Left: Process magazine designer Timothy Wyllie. Right: Event organizer Jodi Wille.


So what the hell was I doing at Anthology Film Archives on a Sunday night for a Processean “Sabbath Assembly Ritual and Salon” in 2009? Well, partly to see what all the fuss was about back in the day and partly because the magazine was a fascinating high-water mark of DIY publishing. Hosted by Feral House publisher Adam Parfrey, who first heard of the Process while researching his book Apocalypse Culture, and “starring” Ms. (née Mr.) P-Orridge, Process magazine designer Timothy Wyllie, and the Sabbath Assembly Band, the first half of the sold-out evening was a reverent re-creation of a Process service, with prayers, songs, chants, declarations, convocations, prophecies, etc. The surprisingly young crowd, composed of ex-hippies, goths, hipsters, and Process veterans, was rapt as Genesis led the service and the youthful band—a talented acid-folk combo fronted by two female singers (Jex Thoth and Sophie Gontier) and a striking male falsetto (Lichens’s Robert Lowe)—performed Process “hymns” with high sincerity.

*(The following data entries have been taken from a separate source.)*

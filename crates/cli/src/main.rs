//! TechStore CLI - catalog search and back-office queries.
//!
//! # Usage
//!
//! ```bash
//! # Search the catalog
//! techstore search "laptop" --sort price-low
//!
//! # Search-as-you-type suggestions
//! techstore suggest "len"
//!
//! # List or inspect catalog products
//! techstore catalog list
//! techstore catalog show camera-hd-pro-4k
//!
//! # List back-office orders
//! techstore orders list --status delivered
//!
//! # Run the scripted storefront demo (login, cart, checkout)
//! techstore demo
//! ```

#![cfg_attr(not(test), forbid(unsafe_code))]

use clap::{Parser, Subcommand};

mod commands;

#[derive(Parser)]
#[command(name = "techstore")]
#[command(author, version, about = "TechStore CLI tools")]
struct Cli {
    #[command(subcommand)]
    command: Commands,
}

#[derive(Subcommand)]
enum Commands {
    /// Search the product catalog
    Search {
        /// Search query (prefix match, accent-insensitive)
        query: String,

        /// Filter by category (camera, laptop, "Phụ kiện", ...)
        #[arg(short, long)]
        category: Option<String>,

        /// Sort order: default, price-low, price-high, rating, newest
        #[arg(short, long, default_value = "default")]
        sort: String,

        /// Minimum rating (inclusive)
        #[arg(long)]
        min_rating: Option<f32>,

        /// Minimum price in VND (inclusive)
        #[arg(long)]
        min_price: Option<i64>,

        /// Maximum price in VND (inclusive)
        #[arg(long)]
        max_price: Option<i64>,
    },
    /// Show search-as-you-type suggestions for a query
    Suggest {
        /// Partial query
        query: String,
    },
    /// Inspect the product catalog
    Catalog {
        #[command(subcommand)]
        action: CatalogAction,
    },
    /// Query back-office orders
    Orders {
        #[command(subcommand)]
        action: OrdersAction,
    },
    /// Run a scripted storefront session (login, cart, checkout)
    Demo,
}

#[derive(Subcommand)]
enum CatalogAction {
    /// List every product
    List,
    /// Show one product by its slug
    Show {
        /// Product slug (e.g. camera-hd-pro-4k)
        slug: String,
    },
}

#[derive(Subcommand)]
enum OrdersAction {
    /// List the mock orders
    List {
        /// Filter by status (pending, processing, shipped, delivered, cancelled)
        #[arg(short, long)]
        status: Option<String>,

        /// Search order number and customer name
        #[arg(long)]
        search: Option<String>,
    },
}

#[tokio::main]
async fn main() {
    tracing_subscriber::fmt::init();

    let cli = Cli::parse();

    let result: Result<(), Box<dyn std::error::Error>> = run(cli).await;

    if let Err(e) = result {
        tracing::error!("Command failed: {e}");
        std::process::exit(1);
    }
}

async fn run(cli: Cli) -> Result<(), Box<dyn std::error::Error>> {
    match cli.command {
        Commands::Search {
            query,
            category,
            sort,
            min_rating,
            min_price,
            max_price,
        } => {
            commands::search::run(
                &query,
                category.as_deref(),
                &sort,
                min_rating,
                min_price,
                max_price,
            );
        }
        Commands::Suggest { query } => commands::search::suggest(&query),
        Commands::Catalog { action } => match action {
            CatalogAction::List => commands::catalog::list(),
            CatalogAction::Show { slug } => commands::catalog::show(&slug)?,
        },
        Commands::Orders { action } => match action {
            OrdersAction::List { status, search } => {
                commands::orders::list(status.as_deref(), search.as_deref())?;
            }
        },
        Commands::Demo => commands::demo::run().await?,
    }
    Ok(())
}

After the service, Parfrey ascended the stage, described his past research into the Process, and showed a fragment of a film in progress about the Church by Skinny Puppy member William Morrison. Parfrey then introduced Wyllie himself, who is the partial author of the new book Love Sex Fear Death: The Inside Story of the Process Church of the Final Judgment. Tall, slim, and with long white hair, Wyllie has the air of an English aristocrat who somewhere along the way fell into a vat of LSD. One of the many rumors dispelled during the second half, however, was that Processeans (like Scientologists) abhorred drugs and that MacLean would banish any member caught using them. Hearing this, Parfrey quipped, “Tim is the most psychedelic person I know.” “I made up for it afterward,” Wyllie explained with a wink.

Other tidbits from Tim included the revelation that while DeGrimston was the scribe and spokesperson of the Process, MacLean really called the shots (“It was a matriarchal cult”); that they declared themselves a church for tax purposes; and that MacLean died of emphysema and DeGrimston now works for Verizon.

 

Left: Image of a design from Process. Right: Jodi Wille with Feral House publisher Adam Parfrey.

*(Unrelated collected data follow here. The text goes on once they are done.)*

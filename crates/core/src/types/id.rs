//! Newtype IDs for type-safe entity references.
//!
//! Products use numeric ids; users and orders in the fixture data carry
//! string ids (`"user-1"`, `"order-1"`), so those wrappers hold a `String`.

use serde::{Deserialize, Serialize};

/// Macro to define a type-safe numeric ID wrapper.
///
/// Creates a newtype wrapper around `i32` with:
/// - `Serialize`/`Deserialize` with `#[serde(transparent)]`
/// - `Debug`, `Clone`, `Copy`, `PartialEq`, `Eq`, `Hash`, `Ord`
/// - Conversion methods: `new()`, `as_i32()`
/// - `From<i32>` and `Into<i32>` implementations
///
/// # Example
///
/// ```rust
/// # use techstore_core::define_id;
/// define_id!(WarehouseId);
///
/// let id = WarehouseId::new(7);
/// assert_eq!(id.as_i32(), 7);
/// ```
#[macro_export]
macro_rules! define_id {
    ($name:ident) => {
        #[derive(
            Debug,
            Clone,
            Copy,
            PartialEq,
            Eq,
            PartialOrd,
            Ord,
            Hash,
            ::serde::Serialize,
            ::serde::Deserialize
        )]
        #[serde(transparent)]
        pub struct $name(i32);

        impl $name {
            /// Create a new ID from an i32 value.
            #[must_use]
            pub const fn new(id: i32) -> Self {
                Self(id)
            }

            /// Get the underlying i32 value.
            #[must_use]
            pub const fn as_i32(&self) -> i32 {
                self.0
            }
        }

        impl ::core::fmt::Display for $name {
            fn fmt(&self, f: &mut ::core::fmt::Formatter<'_>) -> ::core::fmt::Result {
                write!(f, "{}", self.0)
            }
        }

        impl From<i32> for $name {
            fn from(id: i32) -> Self {
                Self(id)
            }
        }

        impl From<$name> for i32 {
            fn from(id: $name) -> Self {
                id.0
            }
        }
    };
}

define_id!(ProductId);

/// A user identifier.
///
/// Fixture users carry opaque string ids, so this wraps a `String` rather
/// than a number. The storage namespace key for carts and favorites is
/// derived from this value.
#[derive(Debug, Clone, PartialEq, Eq, Hash, Serialize, Deserialize)]
#[serde(transparent)]
pub struct UserId(String);

impl UserId {
    /// Create a new user ID.
    #[must_use]
    pub fn new(id: impl Into<String>) -> Self {
        Self(id.into())
    }

    /// Get the underlying string value.
    #[must_use]
    pub fn as_str(&self) -> &str {
        &self.0
    }
}

impl std::fmt::Display for UserId {
    fn fmt(&self, f: &mut std::fmt::Formatter<'_>) -> std::fmt::Result {
        write!(f, "{}", self.0)
    }
}

impl From<&str> for UserId {
    fn from(id: &str) -> Self {
        Self(id.to_string())
    }
}

/// An order identifier (string-valued, e.g. `"order-1"`).
#[derive(Debug, Clone, PartialEq, Eq, Hash, Serialize, Deserialize)]
#[serde(transparent)]
pub struct OrderId(String);

impl OrderId {
    /// Create a new order ID.
    #[must_use]
    pub fn new(id: impl Into<String>) -> Self {
        Self(id.into())
    }

    /// Get the underlying string value.
    #[must_use]
    pub fn as_str(&self) -> &str {
        &self.0
    }
}

impl std::fmt::Display for OrderId {
    fn fmt(&self, f: &mut std::fmt::Formatter<'_>) -> std::fmt::Result {
        write!(f, "{}", self.0)
    }
}

impl From<&str> for OrderId {
    fn from(id: &str) -> Self {
        Self(id.to_string())
    }
}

Process editor Malachi McCormick chimed in from the audience and was invited onstage. Long-winded and rambling, McCormick took a dimmer view of his former gurus, claiming that MacLean and DeGrimston exploited church members for personal gain. Genesis followed, defending DeGrimston’s writings and recalling that Psychic TV was an effort to honor those “scriptures” while eschewing the rigidly hierarchical power structure the Process ultimately became. Other lower-level former Processeans in the audience said that it didn’t matter whether the Church was a con, as some of the best years of their lives were spent living in Process communes and selling magazines in the snow.

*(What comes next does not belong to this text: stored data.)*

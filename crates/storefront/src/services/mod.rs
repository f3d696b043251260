//! Session-scoped storefront services.
//!
//! Each store owns its slice of session state, persists through the
//! [`crate::storage::KeyValueStorage`] port, and publishes changes through a
//! [`crate::notify::ChangeNotifier`]. The stores are wired together by
//! [`crate::state::AppState`], never by each other.

pub mod address;
pub mod auth;
pub mod cart;
pub mod checkout;
pub mod favorites;
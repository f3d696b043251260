//! User management queries.

use techstore_core::{AccountStatus, UserRole};

use crate::models::AccountRecord;
use crate::{Page, paginate};

/// A user listing query. Filters are a conjunction.
#[derive(Debug, Clone)]
pub struct UserQuery {
    pub role: Option<UserRole>,
    pub status: Option<AccountStatus>,
    /// Case-insensitive substring match on full name and email.
    pub search: Option<String>,
    /// 1-based page index.
    pub page: usize,
    pub per_page: usize,
}

impl Default for UserQuery {
    fn default() -> Self {
        Self {
            role: None,
            status: None,
            search: None,
            page: 1,
            per_page: 10,
        }
    }
}

/// Run `query` over `users`, preserving fixture order.
#[must_use]
pub fn query_users(users: &[AccountRecord], query: &UserQuery) -> Page<AccountRecord> {
    let needle = query
        .search
        .as_deref()
        .map(str::to_lowercase)
        .filter(|s| !s.trim().is_empty());

    let matches: Vec<AccountRecord> = users
        .iter()
        .filter(|u| query.role.is_none_or(|r| u.role == r))
        .filter(|u| query.status.is_none_or(|s| u.status == s))
        .filter(|u| {
            needle.as_deref().is_none_or(|n| {
                u.full_name.to_lowercase().contains(n) || u.email.to_lowercase().contains(n)
            })
        })
        .cloned()
        .collect();

    paginate(matches, query.page, query.per_page)
}

/// Aggregate account counts for the dashboard.
#[derive(Debug, Clone, Copy, PartialEq, Eq)]
pub struct UserStats {
    pub total: usize,
    pub active: usize,
    pub inactive: usize,
    pub admins: usize,
}

/// Compute account statistics.
#[must_use]
pub fn user_stats(users: &[AccountRecord]) -> UserStats {
    UserStats {
        total: users.len(),
        active: users
            .iter()
            .filter(|u| u.status == AccountStatus::Active)
            .count(),
        inactive: users
            .iter()
            .filter(|u| u.status == AccountStatus::Inactive)
            .count(),
        admins: users.iter().filter(|u| u.role == UserRole::Admin).count(),
    }
}
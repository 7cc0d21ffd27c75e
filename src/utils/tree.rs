// clustervault/src/utils/tree.rs
use std::io;
use std::path::Path;
use tracing::warn;
use walkdir::WalkDir;

/// Size and entry counts of a directory tree. The root itself counts as a directory.
#[derive(Debug, Clone, Copy, Default, PartialEq, Eq)]
pub struct TreeStats {
    pub total_bytes: u64,
    pub files: u64,
    pub directories: u64,
}

impl TreeStats {
    fn record(&mut self, entry: &walkdir::DirEntry) -> Result<(), walkdir::Error> {
        if entry.file_type().is_dir() {
            self.directories += 1;
        } else {
            self.files += 1;
            self.total_bytes += entry.metadata()?.len();
        }
        Ok(())
    }
}

/// Walks `root` without following symlinks; the first error aborts the walk.
pub fn measure(root: &Path) -> io::Result<TreeStats> {
    let mut stats = TreeStats::default();
    for entry in WalkDir::new(root).follow_links(false) {
        let entry = entry.map_err(io::Error::from)?;
        stats.record(&entry).map_err(io::Error::from)?;
    }
    Ok(stats)
}

/// Like [`measure`], but unreadable entries are logged and skipped.
pub fn measure_lossy(root: &Path) -> TreeStats {
    let mut stats = TreeStats::default();
    for entry in WalkDir::new(root).follow_links(false) {
        let result = entry.and_then(|entry| stats.record(&entry));
        if let Err(e) = result {
            warn!("⚠️ Skipping unreadable entry while measuring {}: {}", root.display(), e);
        }
    }
    stats
}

Finally, McCormick attempted to clear up the biggest misconception about the church: that Charles Manson was directly influenced by the Process. This rumor was propagated by Ed Sanders’s sprawling Manson tome, The Family, which included a chapter on the Process that the church successfully sued to have excised from the American edition of the book. (It remained in the UK edition.) As McCormick explained, when Manson was in prison in the mid-’60s, his cellmate was a con man who also happened to be a Scientologist. When Manson was released, he went to the Celebrity Center to join Hubbard’s organization and was rejected. McCormick claimed that it was the Church of Scientology that spread the rumor about Manson’s Process connections after the murders because MacLean and DeGrimston had “stolen the tech” (the E-meter) and were considered apostates by Hubbard.

Comforted by this knowledge, I went outside into the East Village night, thinking about Satanists, Scientologists, and the end of The End. 2012 is around the corner, but somehow I suspect it will be 1969 all over again.